DESCRIPTION OF THE TASK: Output only the lines from the start of the entries through the line holding "pub struct StaleQuery". Each line must match the original exactly.

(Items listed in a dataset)
* * * * * * * * *

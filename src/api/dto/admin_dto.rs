//! Operator-only DTOs.

use serde::{Deserialize, Serialize};
use utoipa::{IntoParams, ToSchema};

use crate::domain::{NewInventoryUnit, PrizeInventoryItem, SpinHistory};

/// Request body for `POST /admin/campaigns/:id/active`.
#[derive(Debug, Deserialize, ToSchema)]
pub struct SetActiveRequest {
    /// Whether the campaign accepts spins.
    pub active: bool,
}

/// Request body for `PUT /admin/campaigns/:id/whitelist`.
#[derive(Debug, Deserialize, ToSchema)]
pub struct WhitelistRequest {
    /// Wallet to allow.
    pub wallet_address: String,
    /// Spin allowance. Cannot drop below spins already used.
    pub spins_allowed: u32,
}

/// Response body for `DELETE /admin/campaigns/:id/whitelist/:wallet`.
#[derive(Debug, Serialize, ToSchema)]
pub struct WhitelistRemovalResponse {
    /// `false` if the wallet was not whitelisted.
    pub removed: bool,
}

/// Request body for `POST /admin/campaigns/:id/inventory`.
#[derive(Debug, Deserialize, ToSchema)]
pub struct InventoryRequest {
    /// Units to add. Each `nft_id` must match an NFT prize of the campaign.
    pub units: Vec<NewInventoryUnit>,
}

/// Inventory listing used by the inventory and stale reservation endpoints.
#[derive(Debug, Serialize, ToSchema)]
pub struct InventoryResponse {
    /// Inventory units.
    pub data: Vec<PrizeInventoryItem>,
}

/// Response body for `GET /admin/campaigns/:id/failed-spins`.
#[derive(Debug, Serialize, ToSchema)]
pub struct FailedSpinsResponse {
    /// Spins that are `failed` or stuck in `claiming`, newest first.
    pub data: Vec<SpinHistory>,
}

/// Query for `GET /admin/campaigns/:id/stale-reservations`.
#[derive(Debug, Clone, Deserialize, IntoParams)]
#[into_params(parameter_in = Query)]
pub struct StaleQuery {
    /// Minimum reservation age in seconds. Defaults to one day.
    #[serde(default = "default_older_than_secs")]
    pub older_than_secs: u64,
}

fn default_older_than_secs() -> u64 {
    86_400
}

impl StaleQuery {
    /// Reservation age threshold as a [`chrono::Duration`].
    #[must_use]
    pub fn older_than(&self) -> chrono::Duration {
        i64::try_from(self.older_than_secs)
            .ok()
            .and_then(chrono::Duration::try_seconds)
            .unwrap_or(chrono::Duration::MAX)
    }
}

* * * * * * * * *

COMPLETED TASK:
filename src/api/dto/admin_dto.rs
//! Operator-only DTOs.

use serde::{Deserialize, Serialize};
use utoipa::{IntoParams, ToSchema};

use crate::domain::{NewInventoryUnit, PrizeInventoryItem, SpinHistory};

/// Request body for `POST /admin/campaigns/:id/active`.
#[derive(Debug, Deserialize, ToSchema)]
pub struct SetActiveRequest {
    /// Whether the campaign accepts spins.
    pub active: bool,
}

/// Request body for `PUT /admin/campaigns/:id/whitelist`.
#[derive(Debug, Deserialize, ToSchema)]
pub struct WhitelistRequest {
    /// Wallet to allow.
    pub wallet_address: String,
    /// Spin allowance. Cannot drop below spins already used.
    pub spins_allowed: u32,
}

/// Response body for `DELETE /admin/campaigns/:id/whitelist/:wallet`.
#[derive(Debug, Serialize, ToSchema)]
pub struct WhitelistRemovalResponse {
    /// `false` if the wallet was not whitelisted.
    pub removed: bool,
}

/// Request body for `POST /admin/campaigns/:id/inventory`.
#[derive(Debug, Deserialize, ToSchema)]
pub struct InventoryRequest {
    /// Units to add. Each `nft_id` must match an NFT prize of the campaign.
    pub units: Vec<NewInventoryUnit>,
}

/// Inventory listing used by the inventory and stale reservation endpoints.
#[derive(Debug, Serialize, ToSchema)]
pub struct InventoryResponse {
    /// Inventory units.
    pub data: Vec<PrizeInventoryItem>,
}

/// Response body for `GET /admin/campaigns/:id/failed-spins`.
#[derive(Debug, Serialize, ToSchema)]
pub struct FailedSpinsResponse {
    /// Spins that are `failed` or stuck in `claiming`, newest first.
    pub data: Vec<SpinHistory>,
}

/// Query for `GET /admin/campaigns/:id/stale-reservations`.
#[derive(Debug, Clone, Deserialize, IntoParams)]
#[into_params(parameter_in = Query)]
pub struct StaleQuery {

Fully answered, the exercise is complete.